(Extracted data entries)
■ ■ ■ ■

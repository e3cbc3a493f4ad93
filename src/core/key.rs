//! Cache keys.
//!
//! A cache key identifies the work of one edge by structure: the
//! instruction's base digest, the selected output, and one *set of
//! alternative keys* per input. Alternatives accumulate over an edge's life:
//! the fast key computed from input fast keys, slow keys computed from input
//! content, match keys discovered in the backend, and keys folded in from
//! merged-away peers. Two edges are cache-equivalent when any combination of
//! their per-input alternatives coincides; those combinations are the *index
//! digests* stored in the key index.

use std::collections::HashSet;
use std::fmt;
use std::sync::Arc;

use serde::Serialize;

use super::digest::Digest;
use super::vertex::OutputIndex;

/// A key contribution of one input, optionally narrowed by a selector.
#[derive(Clone)]
pub struct CacheKeyWithSelector {
    pub key: Arc<CacheKey>,
    pub selector: Option<Digest>,
}

impl CacheKeyWithSelector {
    pub fn new(key: Arc<CacheKey>, selector: Option<Digest>) -> Self {
        Self { key, selector }
    }

    fn ident(&self) -> (Digest, Option<Digest>) {
        (self.key.id(), self.selector)
    }
}

impl fmt::Debug for CacheKeyWithSelector {
    fn fmt(&self, f: &mut fmt::Formatter<'_>) -> fmt::Result {
        write!(f, "{:?}", self.key.id())?;
        if let Some(sel) = &self.selector {
            write!(f, "/{:?}", sel)?;
        }
        Ok(())
    }
}

#[derive(Serialize)]
struct DepMaterial {
    id: Digest,
    selector: Option<Digest>,
}

#[derive(Serialize)]
struct KeyMaterial<'a> {
    base: Digest,
    output: OutputIndex,
    deps: &'a [Vec<DepMaterial>],
}

/// Structural cache identity of one edge.
#[derive(Debug)]
pub struct CacheKey {
    base: Digest,
    output: OutputIndex,
    deps: Vec<Vec<CacheKeyWithSelector>>,
    id: Digest,
}

impl CacheKey {
    /// Build a key over per-input alternative sets. Alternatives are deduped
    /// and sorted so the id is order-independent.
    pub fn new(
        base: Digest,
        output: OutputIndex,
        deps: Vec<Vec<CacheKeyWithSelector>>,
    ) -> Arc<CacheKey> {
        let deps: Vec<Vec<CacheKeyWithSelector>> = deps.into_iter().map(normalize_set).collect();
        let material: Vec<Vec<DepMaterial>> = deps
            .iter()
            .map(|set| {
                set.iter()
                    .map(|alt| DepMaterial {
                        id: alt.key.id(),
                        selector: alt.selector,
                    })
                    .collect()
            })
            .collect();
        let id = Digest::of_canonical(&KeyMaterial {
            base,
            output,
            deps: &material,
        })
        .expect("cache key material is always encodable");
        Arc::new(CacheKey {
            base,
            output,
            deps,
            id,
        })
    }

    /// A key with no inputs: dep-less vertices and content (slow) keys.
    pub fn leaf(base: Digest, output: OutputIndex) -> Arc<CacheKey> {
        Self::new(base, output, Vec::new())
    }

    pub fn base(&self) -> Digest {
        self.base
    }

    pub fn output(&self) -> OutputIndex {
        self.output
    }

    pub fn deps(&self) -> &[Vec<CacheKeyWithSelector>] {
        &self.deps
    }

    /// Structural digest over the full alternative structure.
    pub fn id(&self) -> Digest {
        self.id
    }

    /// All index digests: one per combination of a single alternative chosen
    /// for every input. Empty when any input has no known key yet.
    pub fn index_digests(&self) -> Vec<Digest> {
        if self.deps.iter().any(|set| set.is_empty()) {
            return Vec::new();
        }
        let mut combos: Vec<Vec<DepMaterial>> = vec![Vec::new()];
        for set in &self.deps {
            let mut next = Vec::with_capacity(combos.len() * set.len());
            for combo in &combos {
                for alt in set {
                    let mut c: Vec<DepMaterial> = combo
                        .iter()
                        .map(|d| DepMaterial {
                            id: d.id,
                            selector: d.selector,
                        })
                        .collect();
                    c.push(DepMaterial {
                        id: alt.key.id(),
                        selector: alt.selector,
                    });
                    next.push(c);
                }
            }
            combos = next;
        }
        let mut seen = HashSet::new();
        let mut out = Vec::with_capacity(combos.len());
        for combo in combos {
            // one singleton alternative set per input, so a combination
            // digests exactly like a key with one known alternative per dep
            let deps: Vec<Vec<DepMaterial>> = combo.into_iter().map(|d| vec![d]).collect();
            let digest = Digest::of_canonical(&KeyMaterial {
                base: self.base,
                output: self.output,
                deps: &deps,
            })
            .expect("cache key material is always encodable");
            if seen.insert(digest) {
                out.push(digest);
            }
        }
        out
    }
}

fn normalize_set(mut set: Vec<CacheKeyWithSelector>) -> Vec<CacheKeyWithSelector> {
    set.sort_by_key(|alt| alt.ident());
    set.dedup_by_key(|alt| alt.ident());
    set
}

/// A cache key as published to a backend, tagged with the backend that
/// accepted it.
#[derive(Clone, Debug)]
pub struct ExportableKey {
    pub key: Arc<CacheKey>,
    pub cache_id: String,
}
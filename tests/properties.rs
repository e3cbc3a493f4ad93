//! Property tests: random small DAGs solve, dedupe, and cache fully.

use std::collections::HashSet;
use std::sync::atomic::Ordering;

use proptest::prelude::*;

use kiln::test_harness::{Harness, TestNode};
use kiln::CancelToken;

/// One vertex spec: digest salt plus input picks into earlier nodes.
type VertexSpec = (u8, Vec<prop::sample::Index>);

fn build_dag(h: &Harness, layers: &[Vec<VertexSpec>]) -> (Vec<TestNode>, TestNode) {
    let mut nodes: Vec<TestNode> = Vec::new();
    for (level, layer) in layers.iter().enumerate() {
        let mut layer_nodes = Vec::new();
        for (salt, picks) in layer {
            let mut builder = h
                .vertex(&format!("v{level}"))
                .salt(&format!("s{salt}"));
            if !nodes.is_empty() {
                for pick in picks {
                    let dep = &nodes[pick.index(nodes.len())];
                    builder = builder.input(dep.edge(0));
                }
            }
            layer_nodes.push(builder.build());
        }
        nodes.extend(layer_nodes);
    }
    let mut target = h.vertex("target");
    let tail = nodes.len().saturating_sub(3);
    for node in &nodes[tail..] {
        target = target.input(node.edge(0));
    }
    (nodes, target.build())
}

proptest! {
    #![proptest_config(ProptestConfig { cases: 24, ..ProptestConfig::default() })]

    #[test]
    fn random_dags_solve_dedupe_and_cache(
        layers in prop::collection::vec(
            prop::collection::vec((0u8..3, prop::collection::vec(any::<prop::sample::Index>(), 0..3)), 1..4),
            1..4,
        )
    ) {
        let h = Harness::new();
        let (nodes, target) = build_dag(&h, &layers);

        let distinct: HashSet<_> = nodes
            .iter()
            .map(|n| n.digest())
            .chain(std::iter::once(target.digest()))
            .collect();

        // cold solve: every distinct vertex runs at most once
        let solver = h.solver();
        let result = solver.build(&CancelToken::new(), &target.edge(0)).unwrap();
        result.release().unwrap();
        let cold_execs = h.total_execs.load(Ordering::SeqCst);
        prop_assert!(cold_execs <= distinct.len());
        drop(solver);

        // warm solve on a fresh scheduler: fully served from cache
        let solver = h.solver();
        let result = solver.build(&CancelToken::new(), &target.edge(0)).unwrap();
        result.release().unwrap();
        prop_assert_eq!(h.total_execs.load(Ordering::SeqCst), cold_execs);
        prop_assert_eq!(solver.metrics().execs_started, 0);

        // quiescence: the wake queue drains
        let deadline = std::time::Instant::now() + std::time::Duration::from_secs(2);
        while solver.queued_wakeups() > 0 && std::time::Instant::now() < deadline {
            std::thread::sleep(std::time::Duration::from_millis(2));
        }
        prop_assert_eq!(solver.queued_wakeups(), 0);
    }
}
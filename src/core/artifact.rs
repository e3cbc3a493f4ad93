//! Artifact handles: refcounted results of vertex execution.
//!
//! The underlying `Artifact` is owned by whoever produced it (executor or
//! cache backend). The solver passes around `ArtifactRef` handles; each
//! counted handle must be released exactly once, and releasing the last
//! handle releases the underlying artifact. Handles can be aliased cheaply
//! (struct `Clone`) without affecting the count; only `clone_ref` creates a
//! new countable handle.

use std::any::Any;
use std::sync::atomic::{AtomicBool, Ordering};
use std::sync::{Arc, Mutex, OnceLock};

use bytes::Bytes;
use uuid::Uuid;

use super::digest::Digest;
use super::error::CoreError;
use super::key::ExportableKey;

/// A produced result of one vertex output.
pub trait Artifact: Send + Sync {
    /// Stable identifier, unique per produced artifact.
    fn id(&self) -> &str;

    /// Release underlying resources. Called once, when the last counted
    /// handle is released.
    fn release(&self) -> anyhow::Result<()>;

    /// Downcast hook for executors that need concrete artifact types.
    fn as_any(&self) -> &dyn Any;
}

struct ShareState {
    refs: usize,
    released_underlying: bool,
}

struct Share {
    artifact: Arc<dyn Artifact>,
    state: Mutex<ShareState>,
}

/// One countable handle onto a shared artifact.
///
/// Struct clones alias the same handle (same release obligation); use
/// [`ArtifactRef::clone_ref`] to create an independently-releasable handle.
#[derive(Clone)]
pub struct ArtifactRef {
    share: Arc<Share>,
    handle: Arc<AtomicBool>, // released flag for this handle
}

impl ArtifactRef {
    /// Wrap a freshly produced artifact; the returned handle holds the only
    /// reference.
    pub fn new(artifact: Arc<dyn Artifact>) -> Self {
        Self {
            share: Arc::new(Share {
                artifact,
                state: Mutex::new(ShareState {
                    refs: 1,
                    released_underlying: false,
                }),
            }),
            handle: Arc::new(AtomicBool::new(false)),
        }
    }

    pub fn id(&self) -> String {
        self.share.artifact.id().to_string()
    }

    pub fn artifact(&self) -> &Arc<dyn Artifact> {
        &self.share.artifact
    }

    /// Create a new countable handle onto the same artifact.
    pub fn clone_ref(&self) -> ArtifactRef {
        let mut state = self.share.state.lock().expect("artifact share poisoned");
        state.refs += 1;
        ArtifactRef {
            share: Arc::clone(&self.share),
            handle: Arc::new(AtomicBool::new(false)),
        }
    }

    /// Release this handle. Releasing the last handle releases the
    /// underlying artifact. Releasing the same handle twice is an error.
    pub fn release(&self) -> Result<(), CoreError> {
        if self.handle.swap(true, Ordering::AcqRel) {
            return Err(CoreError::DoubleRelease { id: self.id() });
        }
        let release_underlying = {
            let mut state = self.share.state.lock().expect("artifact share poisoned");
            state.refs -= 1;
            if state.refs == 0 && !state.released_underlying {
                state.released_underlying = true;
                true
            } else {
                false
            }
        };
        if release_underlying {
            if let Err(err) = self.share.artifact.release() {
                tracing::warn!(artifact = %self.id(), error = %err, "artifact release failed");
            }
        }
        Ok(())
    }

    pub fn is_released(&self) -> bool {
        self.handle.load(Ordering::Acquire)
    }

    /// Identity of this countable handle (aliases share it, `clone_ref`
    /// copies do not).
    pub fn handle_id(&self) -> usize {
        Arc::as_ptr(&self.handle) as usize
    }

    /// Outstanding countable handles. Test and debugging aid.
    pub fn ref_count(&self) -> usize {
        self.share.state.lock().expect("artifact share poisoned").refs
    }
}

impl std::fmt::Debug for ArtifactRef {
    fn fmt(&self, f: &mut std::fmt::Formatter<'_>) -> std::fmt::Result {
        f.debug_struct("ArtifactRef")
            .field("id", &self.id())
            .field("released", &self.is_released())
            .finish()
    }
}

/// An artifact handle together with the cache keys it was published under.
#[derive(Clone, Debug)]
pub struct CachedArtifact {
    reference: ArtifactRef,
    keys: Vec<ExportableKey>,
}

impl CachedArtifact {
    pub fn new(reference: ArtifactRef, keys: Vec<ExportableKey>) -> Self {
        Self { reference, keys }
    }

    pub fn cache_keys(&self) -> &[ExportableKey] {
        &self.keys
    }

    pub fn reference(&self) -> &ArtifactRef {
        &self.reference
    }

    pub fn id(&self) -> String {
        self.reference.id()
    }

    /// An independently-releasable copy sharing the same artifact and keys.
    pub fn clone_cached(&self) -> CachedArtifact {
        CachedArtifact {
            reference: self.reference.clone_ref(),
            keys: self.keys.clone(),
        }
    }

    pub fn release(&self) -> Result<(), CoreError> {
        self.reference.release()
    }
}

/// Simple in-memory artifact carrying opaque bytes. The default artifact of
/// the in-memory cache and the test executors.
pub struct DataArtifact {
    id: String,
    data: Bytes,
}

impl DataArtifact {
    pub fn new(data: impl Into<Bytes>) -> Arc<Self> {
        Arc::new(Self {
            id: format!("data-{}", Uuid::new_v4()),
            data: data.into(),
        })
    }

    pub fn data(&self) -> &Bytes {
        &self.data
    }
}

impl Artifact for DataArtifact {
    fn id(&self) -> &str {
        &self.id
    }

    fn release(&self) -> anyhow::Result<()> {
        Ok(())
    }

    fn as_any(&self) -> &dyn Any {
        self
    }
}

struct SentinelArtifact;

impl Artifact for SentinelArtifact {
    fn id(&self) -> &str {
        "sentinel"
    }

    fn release(&self) -> anyhow::Result<()> {
        Ok(())
    }

    fn as_any(&self) -> &dyn Any {
        self
    }
}

/// Fresh handle onto the sentinel artifact that substitutes a failed
/// optional input.
pub fn sentinel_artifact() -> ArtifactRef {
    ArtifactRef::new(Arc::new(SentinelArtifact))
}

/// The sentinel's fixed cache-key contribution. Stable across processes so a
/// rebuild after the same optional-input failure still hits cache.
pub fn sentinel_digest() -> Digest {
    static DIGEST: OnceLock<Digest> = OnceLock::new();
    *DIGEST.get_or_init(|| Digest::of_bytes(b"kiln.input.sentinel.v1"))
}

#[cfg(test)]
mod tests {
    use super::*;
    use std::sync::atomic::AtomicUsize;

    struct Tracked {
        id: String,
        releases: Arc<AtomicUsize>,
    }

    impl Artifact for Tracked {
        fn id(&self) -> &str {
            &self.id
        }
        fn release(&self) -> anyhow::Result<()> {
            self.releases.fetch_add(1, Ordering::SeqCst);
            Ok(())
        }
        fn as_any(&self) -> &dyn Any {
            self
        }
    }

    fn tracked() -> (ArtifactRef, Arc<AtomicUsize>) {
        let releases = Arc::new(AtomicUsize::new(0));
        let artifact = Arc::new(Tracked {
            id: "t-1".into(),
            releases: Arc::clone(&releases),
        });
        (ArtifactRef::new(artifact), releases)
    }

    #[test]
    fn last_release_frees_underlying() {
        let (a, releases) = tracked();
        let b = a.clone_ref();
        a.release().unwrap();
        assert_eq!(releases.load(Ordering::SeqCst), 0);
        b.release().unwrap();
        assert_eq!(releases.load(Ordering::SeqCst), 1);
    }

    #[test]
    fn double_release_is_an_error() {
        let (a, _) = tracked();
        a.release().unwrap();
        assert!(a.release().is_err());
    }

    #[test]
    fn alias_shares_release_obligation() {
        let (a, releases) = tracked();
        let alias = a.clone();
        alias.release().unwrap();
        assert!(a.release().is_err());
        assert_eq!(releases.load(Ordering::SeqCst), 1);
    }

    #[test]
    fn cached_clone_is_independent() {
        let (a, releases) = tracked();
        let cached = CachedArtifact::new(a, vec![]);
        let copy = cached.clone_cached();
        cached.release().unwrap();
        copy.release().unwrap();
        assert_eq!(releases.load(Ordering::SeqCst), 1);
    }

    #[test]
    fn sentinel_digest_is_stable() {
        assert_eq!(sentinel_digest(), sentinel_digest());
        assert_eq!(sentinel_artifact().id(), "sentinel");
    }
}
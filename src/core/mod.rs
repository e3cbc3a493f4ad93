//! Core domain model: digests, vertices, ops, artifacts, cache keys.

pub mod artifact;
pub mod cancel;
pub mod digest;
pub mod error;
pub mod key;
pub mod op;
pub mod vertex;

pub use artifact::{
    sentinel_artifact, sentinel_digest, Artifact, ArtifactRef, CachedArtifact, DataArtifact,
};
pub use cancel::CancelToken;
pub use digest::{canon_json_bytes, Digest};
pub use error::CoreError;
pub use key::{CacheKey, CacheKeyWithSelector, ExportableKey};
pub use op::{CacheMap, CacheMapDep, ContentDigestFn, Op, OpResolver};
pub use vertex::{Edge, OutputIndex, Vertex, VertexOptions};
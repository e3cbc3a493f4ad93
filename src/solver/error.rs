//! Solver error taxonomy.
//!
//! Errors travel on pipes exactly like results, shared as `Arc<SolveError>`
//! so one failure can complete many consumers. Execution failures carry a
//! snapshot of the artifact handles that were in scope; ownership of those
//! handles transfers to the error until the consumer releases it.

use std::collections::HashSet;
use std::fmt;
use std::sync::atomic::{AtomicBool, Ordering};
use std::sync::Arc;

use thiserror::Error;

use crate::cache::CacheError;
use crate::core::artifact::ArtifactRef;
use crate::core::error::CoreError;

#[derive(Debug, Error)]
#[non_exhaustive]
pub enum SolveError {
    /// The submitted edge is unknown to the graph. Driver bug; surfaced
    /// immediately.
    #[error("invalid build request: {0}")]
    Validation(String),

    /// An input edge completed with an error.
    #[error("input {index} failed: {cause}")]
    Dependency {
        index: usize,
        cause: Arc<SolveError>,
    },

    #[error("cache map failed for {vertex}: {cause}")]
    CacheMap {
        vertex: String,
        cause: anyhow::Error,
    },

    #[error("content digest failed for input {index} of {vertex}: {cause}")]
    ContentDigest {
        vertex: String,
        index: usize,
        cause: anyhow::Error,
    },

    /// The executor failed. Carries the input/mount handles in scope at
    /// failure; the consumer owns them until it calls
    /// [`ExecSnapshot::release`].
    #[error("execution of {vertex} failed: {cause}")]
    Exec {
        vertex: String,
        cause: anyhow::Error,
        snapshot: ExecSnapshot,
    },

    #[error("build cancelled")]
    Cancelled,

    /// Post-unpark tripwire: an algorithm defect in the edge state machine,
    /// never caused by external input.
    #[error("kiln scheduler error: {0}. Please report this with KILN_SCHEDULER_DEBUG=1")]
    Internal(String),

    #[error(transparent)]
    Core(#[from] CoreError),

    #[error(transparent)]
    Cache(#[from] CacheError),
}

impl SolveError {
    /// True when the root cause is cancellation rather than failure.
    pub fn is_cancelled(&self) -> bool {
        match self {
            SolveError::Cancelled => true,
            SolveError::Dependency { cause, .. } => cause.is_cancelled(),
            _ => false,
        }
    }

    pub fn exec_snapshot(&self) -> Option<&ExecSnapshot> {
        match self {
            SolveError::Exec { snapshot, .. } => Some(snapshot),
            SolveError::Dependency { cause, .. } => cause.exec_snapshot(),
            _ => None,
        }
    }
}

/// Artifact handles in scope when execution failed.
///
/// `release` is safe to call once; subsequent calls are no-ops, so a consumer
/// observing the same failure through several paths cannot double-release.
pub struct ExecSnapshot {
    inputs: Vec<ArtifactRef>,
    mounts: Vec<ArtifactRef>,
    released: AtomicBool,
}

impl ExecSnapshot {
    pub fn new(inputs: Vec<ArtifactRef>, mounts: Vec<ArtifactRef>) -> Self {
        Self {
            inputs,
            mounts,
            released: AtomicBool::new(false),
        }
    }

    pub fn inputs(&self) -> &[ArtifactRef] {
        &self.inputs
    }

    pub fn mounts(&self) -> &[ArtifactRef] {
        &self.mounts
    }

    /// Visit each distinct handle once, inputs before mounts. Aliases of one
    /// handle are visited once; independent handles onto the same artifact
    /// are each visited.
    pub fn each_ref(&self, mut f: impl FnMut(&ArtifactRef)) {
        let mut seen = HashSet::new();
        for handle in self.inputs.iter().chain(self.mounts.iter()) {
            if seen.insert(handle.handle_id()) {
                f(handle);
            }
        }
    }

    /// Release every carried handle. Idempotent.
    pub fn release(&self) {
        if self.released.swap(true, Ordering::AcqRel) {
            return;
        }
        self.each_ref(|handle| {
            if let Err(err) = handle.release() {
                tracing::warn!(error = %err, "exec snapshot release failed");
            }
        });
    }

    pub fn is_released(&self) -> bool {
        self.released.load(Ordering::Acquire)
    }
}

impl fmt::Debug for ExecSnapshot {
    fn fmt(&self, f: &mut fmt::Formatter<'_>) -> fmt::Result {
        f.debug_struct("ExecSnapshot")
            .field("inputs", &self.inputs.len())
            .field("mounts", &self.mounts.len())
            .field("released", &self.is_released())
            .finish()
    }
}

/// Carrier for mount handles inside an executor error.
///
/// An op that fails with mounts in scope wraps them so the solver can fold
/// them into the [`ExecSnapshot`]: ownership of the handles travels with the
/// error.
pub struct ExecMounts(pub Vec<ArtifactRef>);

impl fmt::Display for ExecMounts {
    fn fmt(&self, f: &mut fmt::Formatter<'_>) -> fmt::Result {
        write!(f, "execution failed with {} mounts in scope", self.0.len())
    }
}

impl fmt::Debug for ExecMounts {
    fn fmt(&self, f: &mut fmt::Formatter<'_>) -> fmt::Result {
        write!(f, "ExecMounts({})", self.0.len())
    }
}

impl std::error::Error for ExecMounts {}

#[cfg(test)]
mod tests {
    use super::*;
    use crate::core::artifact::DataArtifact;

    fn handle() -> ArtifactRef {
        ArtifactRef::new(DataArtifact::new(&b"x"[..]))
    }

    #[test]
    fn snapshot_release_is_idempotent() {
        let a = handle();
        let snap = ExecSnapshot::new(vec![a.clone_ref()], vec![]);
        snap.release();
        snap.release();
        assert!(snap.is_released());
        a.release().unwrap();
    }

    #[test]
    fn each_ref_dedupes_shared_handles() {
        let a = handle();
        let alias = a.clone();
        let snap = ExecSnapshot::new(vec![a], vec![alias]);
        let mut count = 0;
        snap.each_ref(|_| count += 1);
        assert_eq!(count, 1);
        snap.release();
    }

    #[test]
    fn cancellation_is_detected_through_dependency_chain() {
        let err = SolveError::Dependency {
            index: 0,
            cause: Arc::new(SolveError::Cancelled),
        };
        assert!(err.is_cancelled());
        assert!(!SolveError::Validation("x".into()).is_cancelled());
    }
}
//! The build driver.
//!
//! `Solver` is the external entry point: it owns the scheduler and the shared
//! graph. A `Job` scopes one build request: it validates and loads a
//! definition into the graph index (interning every vertex by digest),
//! drives the scheduler, and on discard drops its references so quiescent
//! edges can be pruned.

use std::collections::HashSet;
use std::sync::{Arc, Mutex};

use uuid::Uuid;

use crate::cache::CacheManager;
use crate::config::SolverConfig;
use crate::core::artifact::CachedArtifact;
use crate::core::cancel::CancelToken;
use crate::core::digest::Digest;
use crate::core::error::CoreError;
use crate::core::op::OpResolver;
use crate::core::vertex::{Edge, Vertex};

use super::debug;
use super::error::SolveError;
use super::metrics::MetricsSnapshot;
use super::scheduler::Scheduler;

pub struct SolverOpt {
    pub resolver: Arc<dyn OpResolver>,
    pub cache: Arc<dyn CacheManager>,
    pub config: SolverConfig,
}

/// The build solver: evaluates edges of a loaded definition into cached
/// results.
pub struct Solver {
    scheduler: Scheduler,
    resolver: Arc<dyn OpResolver>,
    jobs: Mutex<HashSet<String>>,
}

impl Solver {
    pub fn new(opt: SolverOpt) -> Self {
        if opt.config.scheduler_debug {
            debug::force_enable();
        }
        let metrics = Arc::new(super::metrics::Metrics::new());
        Self {
            scheduler: Scheduler::new(opt.cache, metrics),
            resolver: opt.resolver,
            jobs: Mutex::new(HashSet::new()),
        }
    }

    /// Register a new job. Job ids must be unique among live jobs.
    pub fn new_job(&self, id: impl Into<String>) -> Result<Job<'_>, Arc<SolveError>> {
        let id = id.into();
        let mut jobs = self.jobs.lock().expect("job registry lock poisoned");
        if !jobs.insert(id.clone()) {
            return Err(Arc::new(SolveError::Validation(format!(
                "job {id:?} already exists"
            ))));
        }
        tracing::debug!(job = %id, "job registered");
        Ok(Job {
            solver: self,
            id,
            discarded: false,
        })
    }

    /// One-shot convenience: load the target's definition under a fresh job,
    /// build it, and discard the job.
    pub fn build(
        &self,
        token: &CancelToken,
        edge: &Edge,
    ) -> Result<CachedArtifact, Arc<SolveError>> {
        let job = self.new_job(format!("build-{}", Uuid::new_v4()))?;
        job.load(&edge.vertex)?;
        job.build(token, edge)
    }

    /// Shut down the dispatcher. Idempotent; outstanding pipes are left to
    /// their owners.
    pub fn stop(&self) {
        self.scheduler.stop();
    }

    pub fn metrics(&self) -> MetricsSnapshot {
        self.scheduler.metrics().snapshot()
    }

    /// Pending dispatches. After quiescence this is zero.
    pub fn queued_wakeups(&self) -> usize {
        self.scheduler.queued()
    }
}

/// One build request scope.
pub struct Job<'a> {
    solver: &'a Solver,
    id: String,
    discarded: bool,
}

impl Job<'_> {
    pub fn id(&self) -> &str {
        &self.id
    }

    /// Validate a definition rooted at `vertex` and intern it into the
    /// shared graph. Loading the same vertex twice is cheap.
    pub fn load(&self, vertex: &Arc<dyn Vertex>) -> Result<(), Arc<SolveError>> {
        validate_acyclic(vertex).map_err(|e| Arc::new(SolveError::Core(e)))?;

        // resolve ops outside the dispatch lock: resolvers may do real work
        let mut resolved = Vec::new();
        let mut seen: HashSet<Digest> = HashSet::new();
        let mut stack: Vec<(Arc<dyn Vertex>, Option<Digest>)> = vec![(Arc::clone(vertex), None)];
        while let Some((v, owner)) = stack.pop() {
            let digest = v.digest();
            if !seen.insert(digest) {
                continue;
            }
            let op = self.solver.resolver.resolve(&v).map_err(|err| {
                Arc::new(SolveError::Validation(format!(
                    "failed to resolve op for {}: {err}",
                    v.name()
                )))
            })?;
            for input in v.inputs() {
                stack.push((Arc::clone(&input.vertex), Some(digest)));
            }
            resolved.push((v, op, owner));
        }

        self.solver.scheduler.with_state(|st| {
            for (v, op, owner) in resolved {
                st.graph.intern_vertex(&self.id, &v, op, owner);
            }
        });
        tracing::debug!(job = %self.id, root = %vertex.name(), vertices = seen.len(), "definition loaded");
        Ok(())
    }

    /// Evaluate one edge of the loaded definition. Blocks until the result
    /// is available, the build fails, or `token` is cancelled.
    pub fn build(
        &self,
        token: &CancelToken,
        edge: &Edge,
    ) -> Result<CachedArtifact, Arc<SolveError>> {
        let span = tracing::info_span!("build", job = %self.id, target = %edge.vertex.name());
        let _guard = span.enter();
        let result = self.solver.scheduler.build(token, edge);
        match &result {
            Ok(artifact) => {
                tracing::info!(job = %self.id, artifact = %artifact.id(), "build complete")
            }
            Err(err) if err.is_cancelled() => {
                tracing::info!(job = %self.id, "build cancelled")
            }
            Err(err) => tracing::warn!(job = %self.id, error = %err, "build failed"),
        }
        result
    }

    /// Drop this job's graph references and prune quiescent orphaned edges.
    pub fn discard(mut self) {
        self.discard_inner();
    }

    fn discard_inner(&mut self) {
        if self.discarded {
            return;
        }
        self.discarded = true;
        self.solver.scheduler.with_state(|st| {
            let orphaned = st.graph.remove_job(&self.id);
            for digest in orphaned {
                let ids = st.graph.edges_of(&digest);
                let quiescent = ids.iter().all(|id| {
                    let done = st
                        .edges
                        .get(id)
                        .map(|n| n.state() == super::edge::EdgeStatus::Complete)
                        .unwrap_or(true);
                    done && !st.incoming.contains_key(id) && !st.outgoing.contains_key(id)
                });
                if quiescent {
                    for id in st.graph.remove_vertex(&digest) {
                        st.destroy_edge(id);
                    }
                }
            }
        });
        self.solver
            .jobs
            .lock()
            .expect("job registry lock poisoned")
            .remove(&self.id);
        tracing::debug!(job = %self.id, "job discarded");
    }
}

impl Drop for Job<'_> {
    fn drop(&mut self) {
        self.discard_inner();
    }
}

/// Reject definitions with input cycles before they reach the scheduler.
fn validate_acyclic(root: &Arc<dyn Vertex>) -> Result<(), CoreError> {
    fn visit(
        vertex: &Arc<dyn Vertex>,
        path: &mut HashSet<Digest>,
        done: &mut HashSet<Digest>,
    ) -> Result<(), CoreError> {
        let digest = vertex.digest();
        if done.contains(&digest) {
            return Ok(());
        }
        if !path.insert(digest) {
            return Err(CoreError::DefinitionCycle {
                vertex: vertex.name().to_string(),
                digest,
            });
        }
        for input in vertex.inputs() {
            visit(&input.vertex, path, done)?;
        }
        path.remove(&digest);
        done.insert(digest);
        Ok(())
    }
    let mut path = HashSet::new();
    let mut done = HashSet::new();
    visit(root, &mut path, &mut done)
}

■ ■ ■ ■

## REQUIREMENT
Tell how many lines above include the word "ExecMounts". Give the number alone.

## ANSWER SPACE
5